One distinctive feature is the relative timing of zygotic genome activation (ZGA). Early stages of embryonic development in Xenopus and zebrafish are directed by maternal gene products deposited in the oocyte with major zygotic transcription delayed until the 10th division cycle in zebrafish or twelfth division cycle in Xenopus. By contrast, zygotic transcription is already active in two-celled mouse and human embryos [93,94,95]. Natural selection on mammalian embryos favored early ZGA to enable embryonic genes to take an active role in resource extraction from mothers. Early ZGA created a window of opportunity in early embryogenesis, before the segregation of a dedicated germline, for the proliferation of transposable elements that depended on RNA intermediaries for their propagation [96]. Expression of these elements became a dependable part of early development.

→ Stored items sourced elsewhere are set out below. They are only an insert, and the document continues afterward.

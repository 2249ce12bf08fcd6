//! Reconstructs a backend-facing path for a `NodeId` by walking the
//! inode table's parent chain, stopping at the nearest enclosing mount.
//!
//! The reconstructed path is always relative to that mount's root, never
//! to the filesystem root: a backend only ever sees paths inside its own
//! namespace.

use crate::error::Status;
use crate::inode::{InodeTable, UnknownNode, ROOT_ID};
use crate::mount::{MountManager, MountRecord};
use std::sync::Arc;
use tracing::error;

/// Resolution result: the path inside the owning mount, the mount
/// itself, and the `NodeId` at which that mount is attached (needed by
/// callers that must re-derive the parent mount for busy-counter bumps).
pub struct Resolved {
    pub path: String,
    pub mount: Arc<MountRecord>,
    pub mount_node_id: u64,
}

/// Walks from `node_id` up to the nearest mount point, rebuilding the
/// path along the way.
///
/// Returns `Status::ENoEnt` if the nearest enclosing mount has
/// `unmountPending` set (the design's convention for "this subtree is
/// being torn down, behave as if unmounted"). An inode chain that
/// terminates without ever reaching a mounted node is an internal
/// invariant violation — every chain must bottom out at the root, which
/// is always mounted — and is logged as an error before returning
/// `ENoEnt` rather than panicking the connector.
pub struct PathResolver<'a> {
    inodes: &'a InodeTable,
    mounts: &'a MountManager,
}

impl<'a> PathResolver<'a> {
    pub fn new(inodes: &'a InodeTable, mounts: &'a MountManager) -> Self {
        Self { inodes, mounts }
    }

    pub fn resolve(&self, node_id: u64) -> Result<Resolved, Status> {
        let mut segments: Vec<String> = Vec::new();
        let mut current = node_id;

        loop {
            if let Some(record) = self.mounts.get(current) {
                if record.unmount_pending() {
                    return Err(Status::ENoEnt);
                }
                segments.reverse();
                let path = if segments.is_empty() {
                    String::new()
                } else {
                    segments.join("/")
                };
                return Ok(Resolved {
                    path,
                    mount: record,
                    mount_node_id: current,
                });
            }

            let (parent_id, name) = match self.inodes.with_entry(current, |e| {
                (e.parent_id(), e.name().to_string())
            }) {
                Ok(v) => v,
                Err(UnknownNode(id)) => {
                    error!(node_id = id, "path resolution hit an unknown node");
                    return Err(Status::ENoEnt);
                }
            };

            segments.push(name);

            match parent_id {
                Some(parent) => current = parent,
                None => {
                    // Reached a parentless node that is not mounted: the
                    // root is always mounted, so this can only happen if
                    // the table's root entry lost its mount record.
                    error!(
                        node_id = current,
                        "chain terminated above root without finding a mount"
                    );
                    return Err(Status::ENoEnt);
                }
            }
        }
    }

    /// Resolves a `/`-separated path to the `NodeId` of the entry it
    /// names, descending from the root and looking up each component
    /// under the current entry's id.
    ///
    /// This is the human-facing counterpart to `resolve`: used only by
    /// the `Mount`/`Unmount` administrative surface, which addresses
    /// directories by path rather than by a kernel-assigned `NodeId`.
    /// Every component must already be a cached entry (i.e. previously
    /// looked up); this never consults a backend itself.
    pub fn resolve_by_path(&self, path: &str) -> Result<u64, Status> {
        let mut current = ROOT_ID;
        for component in path.split('/').filter(|s| !s.is_empty()) {
            current = self
                .inodes
                .get_id(current, component)
                .ok_or(Status::ENoEnt)?;
        }
        Ok(current)
    }

    /// Resolves a `NodeId` to the nearest enclosing mount's `NodeId`
    /// without materializing the full path. Used to find the parent
    /// mount when attaching a new one.
    pub fn nearest_mount(&self, node_id: u64) -> Result<u64, Status> {
        let mut current = node_id;
        loop {
            if self.mounts.is_mounted(current) {
                return Ok(current);
            }
            let parent_id = match self.inodes.with_entry(current, |e| e.parent_id()) {
                Ok(v) => v,
                Err(UnknownNode(id)) => {
                    error!(node_id = id, "nearest_mount hit an unknown node");
                    return Err(Status::ENoEnt);
                }
            };
            match parent_id {
                Some(parent) => current = parent,
                None => return Ok(ROOT_ID),
            }
        }
    }
}

#[cfg(test)]
mod tests {
    use super::*;
    use crate::backend::{Attr, DirStream, EntryKind, FileHandle, MountContext};
    use std::sync::Arc;

    struct NullBackend;

    impl crate::backend::Backend for NullBackend {
        fn mount(&self, _ctx: &MountContext) -> Result<(), Status> {
            Ok(())
        }
        fn unmount(&self) {}
        fn get_attr(&self, _path: &str) -> Result<Attr, Status> {
            Err(Status::ENoSys)
        }
        fn chmod(&self, _path: &str, _mode: u32) -> Result<(), Status> {
            Err(Status::ENoSys)
        }
        fn chown(&self, _path: &str, _uid: Option<u32>, _gid: Option<u32>) -> Result<(), Status> {
            Err(Status::ENoSys)
        }
        fn truncate(&self, _path: &str, _size: u64) -> Result<(), Status> {
            Err(Status::ENoSys)
        }
        fn utimens(
            &self,
            _path: &str,
            _atime_ns: Option<i64>,
            _mtime_ns: Option<i64>,
        ) -> Result<(), Status> {
            Err(Status::ENoSys)
        }
        fn readlink(&self, _path: &str) -> Result<String, Status> {
            Err(Status::ENoSys)
        }
        fn access(&self, _path: &str, _mask: i32) -> Result<(), Status> {
            Ok(())
        }
        fn open(&self, _path: &str, _flags: i32) -> Result<Box<dyn FileHandle>, Status> {
            Err(Status::ENoSys)
        }
        fn open_dir(&self, _path: &str) -> Result<Box<dyn DirStream>, Status> {
            Err(Status::ENoSys)
        }
        fn create(
            &self,
            _path: &str,
            _flags: i32,
            _mode: u32,
        ) -> Result<(Box<dyn FileHandle>, Attr), Status> {
            Err(Status::ENoSys)
        }
        fn mknod(&self, _path: &str, _mode: u32, _rdev: u32) -> Result<(), Status> {
            Err(Status::ENoSys)
        }
        fn mkdir(&self, _path: &str, _mode: u32) -> Result<(), Status> {
            Err(Status::ENoSys)
        }
        fn unlink(&self, _path: &str) -> Result<(), Status> {
            Err(Status::ENoSys)
        }
        fn rmdir(&self, _path: &str) -> Result<(), Status> {
            Err(Status::ENoSys)
        }
        fn symlink(&self, _target: &str, _link_path: &str) -> Result<(), Status> {
            Err(Status::ENoSys)
        }
        fn rename(&self, _old: &str, _new: &str) -> Result<(), Status> {
            Err(Status::ENoSys)
        }
        fn link(&self, _old_path: &str, _new_path: &str) -> Result<(), Status> {
            Err(Status::ENoSys)
        }
    }

    fn null() -> Arc<dyn crate::backend::Backend> {
        Arc::new(NullBackend)
    }

    #[test]
    fn root_resolves_to_empty_path() {
        let inodes = InodeTable::new();
        let mounts = crate::mount::MountManager::new(null());
        let resolver = PathResolver::new(&inodes, &mounts);
        let resolved = resolver.resolve(ROOT_ID).unwrap();
        assert_eq!(resolved.path, "");
        assert_eq!(resolved.mount_node_id, ROOT_ID);
    }

    #[test]
    fn nested_entry_resolves_to_joined_path() {
        let inodes = InodeTable::new();
        let mounts = crate::mount::MountManager::new(null());
        let dir = inodes.lookup_or_create(ROOT_ID, "a", EntryKind::Directory);
        let file = inodes.lookup_or_create(dir, "b", EntryKind::RegularFile);

        let resolver = PathResolver::new(&inodes, &mounts);
        let resolved = resolver.resolve(file).unwrap();
        assert_eq!(resolved.path, "a/b");
        assert_eq!(resolved.mount_node_id, ROOT_ID);
    }

    #[test]
    fn resolution_stops_at_inner_mount_and_is_relative_to_it() {
        let inodes = InodeTable::new();
        let mounts = crate::mount::MountManager::new(null());
        let mnt_point = inodes.lookup_or_create(ROOT_ID, "mnt", EntryKind::Directory);
        mounts.mount(mnt_point, Some(ROOT_ID), null()).unwrap();
        inodes
            .with_entry_mut(mnt_point, |e| e.set_mount(mounts.get(mnt_point)))
            .unwrap();

        let inner = inodes.lookup_or_create(mnt_point, "file", EntryKind::RegularFile);
        let resolver = PathResolver::new(&inodes, &mounts);
        let resolved = resolver.resolve(inner).unwrap();
        assert_eq!(resolved.path, "file");
        assert_eq!(resolved.mount_node_id, mnt_point);
    }

    #[test]
    fn resolve_by_path_descends_from_root() {
        let inodes = InodeTable::new();
        let mounts = crate::mount::MountManager::new(null());
        let dir = inodes.lookup_or_create(ROOT_ID, "a", EntryKind::Directory);
        let file = inodes.lookup_or_create(dir, "b", EntryKind::RegularFile);

        let resolver = PathResolver::new(&inodes, &mounts);
        assert_eq!(resolver.resolve_by_path("").unwrap(), ROOT_ID);
        assert_eq!(resolver.resolve_by_path("a").unwrap(), dir);
        assert_eq!(resolver.resolve_by_path("a/b").unwrap(), file);
    }

    #[test]
    fn resolve_by_path_rejects_uncached_component() {
        let inodes = InodeTable::new();
        let mounts = crate::mount::MountManager::new(null());
        let resolver = PathResolver::new(&inodes, &mounts);
        assert_eq!(resolver.resolve_by_path("missing").unwrap_err(), Status::ENoEnt);
    }

    #[test]
    fn unmount_pending_mount_resolves_to_enoent() {
        let inodes = InodeTable::new();
        let mounts = crate::mount::MountManager::new(null());
        let mnt_point = inodes.lookup_or_create(ROOT_ID, "mnt", EntryKind::Directory);
        let record = mounts.mount(mnt_point, Some(ROOT_ID), null()).unwrap();
        inodes
            .with_entry_mut(mnt_point, |e| e.set_mount(Some(Arc::clone(&record))))
            .unwrap();
        // entry_ref_count=1 simulates a cached child under the mount
        // point, which defers (rather than refuses) the unmount.
        assert_eq!(mounts.unmount(mnt_point, Some(ROOT_ID), 1), Ok(false));

        let resolver = PathResolver::new(&inodes, &mounts);
        assert_eq!(resolver.resolve(mnt_point).unwrap_err(), Status::ENoEnt);
    }
}
impl Connector {
    pub fn new(root_backend: Arc<dyn crate::backend::Backend>, config: Config) -> Self {
        let inodes = InodeTable::new();
        let mounts = MountManager::new(root_backend);
        inodes
            .with_entry_mut(ROOT_ID, |e| e.set_mount(mounts.get(ROOT_ID)))
            .expect("root entry always exists");
        Self {
            inodes,
            mounts,
            handles: HandleTables::new(),
            config,
        }
    }

    fn resolver(&self) -> PathResolver<'_> {
        PathResolver::new(&self.inodes, &self.mounts)
    }

    /// Returns a cheaply-cloneable handle to the inode table, for
    /// diagnostics callers that need read access without owning the
    /// connector (see `debug_snapshot`).
    pub fn inodes(&self) -> InodeTable {
        self.inodes.clone()
    }

    /// Resolves `node_id` to `(path, backend)`. Callers match on the
    /// result and reply with the error status themselves, since each
    /// `fuser` reply type is a distinct one-shot object that can't be
    /// driven through a shared closure.
    fn resolve_path(&self, node_id: u64) -> Result<(String, Arc<dyn crate::backend::Backend>), Status> {
        self.resolver()
            .resolve(node_id)
            .map(|resolved| (resolved.path, Arc::clone(resolved.mount.backend())))
    }

    /// Finds the mount enclosing the mount rooted at `mount_node_id`
    /// (i.e. the mount whose `subMounts` counter tracks it), by walking
    /// up from its parent entry.
    fn enclosing_mount_of(&self, mount_node_id: u64) -> Option<u64> {
        let parent_id = self
            .inodes
            .with_entry(mount_node_id, |e| e.parent_id())
            .ok()
            .flatten()?;
        self.resolver().nearest_mount(parent_id).ok()
    }

    /// If `mount_node_id` is `unmountPending`, attempts to finish the
    /// deferred removal now, using the mount point entry's current
    /// `refCount`. A no-op for a mount that isn't pending, or whose own
    /// entry has already been collected (treated as drained).
    fn try_finish_pending_unmount(&self, mount_node_id: u64) {
        let Some(record) = self.mounts.get(mount_node_id) else {
            return;
        };
        if !record.unmount_pending() {
            return;
        }
        let entry_ref_count = self
            .inodes
            .with_entry(mount_node_id, |e| e.ref_count())
            .unwrap_or(0);
        let parent_mount = self.enclosing_mount_of(mount_node_id);
        self.mounts
            .finish_pending_unmount(mount_node_id, parent_mount, entry_ref_count);
    }

    /// Drains `n` from `ino`'s lookup count. If `ino` sits under (or is)
    /// a mount that's waiting on cached children to drain before it can
    /// be collected, this is the forget that may finally let it drop —
    /// the enclosing mount is resolved before the forget so an ancestor
    /// mount can still be found even if `ino` itself is fully removed by
    /// the cascade. Split out from the `Filesystem::forget` trait method
    /// so it's callable without a `fuser::Request`.
    fn do_forget(&self, ino: u64, n: i64) {
        let enclosing_mount = self.resolver().nearest_mount(ino).ok();
        self.inodes.forget(ino, n);
        if let Some(mount_node_id) = enclosing_mount {
            self.try_finish_pending_unmount(mount_node_id);
        }
    }

    fn join(base: &str, name: &str) -> String {
        if base.is_empty() {
            name.to_string()
        } else {
            format!("{base}/{name}")
        }
    }

    fn to_file_attr(node_id: u64, attr: &Attr) -> FileAttr {
        FileAttr {
            ino: node_id,
            size: attr.size,
            blocks: attr.blocks,
            atime: attr.atime,
            mtime: attr.mtime,
            ctime: attr.ctime,
            crtime: attr.crtime,
            kind: attr.kind.to_fuser(),
            perm: attr.perm,
            nlink: attr.nlink,
            uid: attr.uid,
            gid: attr.gid,
            rdev: attr.rdev,
            blksize: attr.blksize,
            flags: attr.flags,
        }
    }

    fn entry_ttl(&self) -> Duration {
        self.config.entry_timeout
    }

    /// A zeroed `FileAttr` used only for negative-entry replies, where
    /// `ino == 0` tells the kernel the name doesn't exist and the
    /// attribute fields are ignored.
    fn negative_attr() -> FileAttr {
        FileAttr {
            ino: 0,
            size: 0,
            blocks: 0,
            atime: std::time::UNIX_EPOCH,
            mtime: std::time::UNIX_EPOCH,
            ctime: std::time::UNIX_EPOCH,
            crtime: std::time::UNIX_EPOCH,
            kind: fuser::FileType::RegularFile,
            perm: 0,
            nlink: 0,
            uid: 0,
            gid: 0,
            rdev: 0,
            blksize: 0,
            flags: 0,
        }
    }

    /// Replies to a `Lookup` whose backend call failed. If negative
    /// caching is enabled and the failure was `ENOENT` (or the parent
    /// resolved to no mount at all, which the design treats the same
    /// way), replies with a cacheable negative entry instead of an
    /// error, per the negative-entry contract.
    fn reply_lookup_failure(&self, status: Status, reply: ReplyEntry) {
        let is_absence = matches!(status, Status::ENoEnt);
        if is_absence && self.config.negative_caching_enabled() {
            reply.entry(&self.config.negative_timeout, &Self::negative_attr(), GENERATION);
        } else {
            reply.error(status.to_errno());
        }
    }

    fn attr_ttl(&self) -> Duration {
        self.config.attr_timeout
    }

    /// Looks up or allocates a `NodeId` for `(parent, name)`, given the
    /// attributes the backend just reported for it.
    fn record_lookup(&self, parent: u64, name: &str, attr: &Attr) -> u64 {
        self.inodes.lookup_or_create(parent, name, attr.kind)
    }
}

Active participation of embryonic genes in early development created intergenerational conflicts over the allocation of maternal resources among offspring [97,98]. Embryos were selected to escalate demands on mothers who were selected to moderate embryonic demands. Because some mothers produced offspring by more than one father, genes of paternal origin in embryos were selected to impose greater demands on mothers than were genes of maternal origin [99]. This intragenomic conflict explains the importance of imprinted gene expression during mammalian development, especially in the development of placental feeding structures. By comparison, a major role of imprinted gene expression is absent during oviparous development in Xenopus and zebrafish because there is nothing genes of paternal origin can do to influence the amount of yolk received by their egg.
During mammalian prenatal development, genes expressed in different genetic individuals (mother and fetus) or genes of maternal and paternal origin expressed in embryos have different fitnesses with respect to transfer of maternal resources and these fitnesses cannot simultaneously be maximized by natural selection. As a consequence, early embryogenesis and placental development are evolutionarily unsettled: Adaptations of mothers to limit transfers elicit counter-adaptations of embryos to increase transfers; actions of paternally-expressed genes in embryos elicit counter-adaptations of maternally-expressed genes, and so forth. This helps to explain why early embryonic and placental development are remarkably diverse among mammalian groups. It also helps to explain why pregnancy is subject to frequent health-threatening complications because of miscommunication, or absence of communication, between mother and fetus and the weakening of homeostatic feedback [100].
A mammalian embryo’s first priority is the development of feeding structures that will be the interface for maternal–fetal exchange, with genes of paternal origin favoring relatively greater development of these structures than genes of maternal origin. Therefore, imprinted gene expression is expected to play important roles in the development of early embryos, before the segregation of extraembryonic and embryonic cell lineages, and in the proliferation and differentiation of extraembryonic stem cells. As a consequence of mother–offspring conflict and genomic imprinting, the earliest stages of embryonic development and the development of placental structures are predicted to show substantial divergence among mammalian lineages [101,102].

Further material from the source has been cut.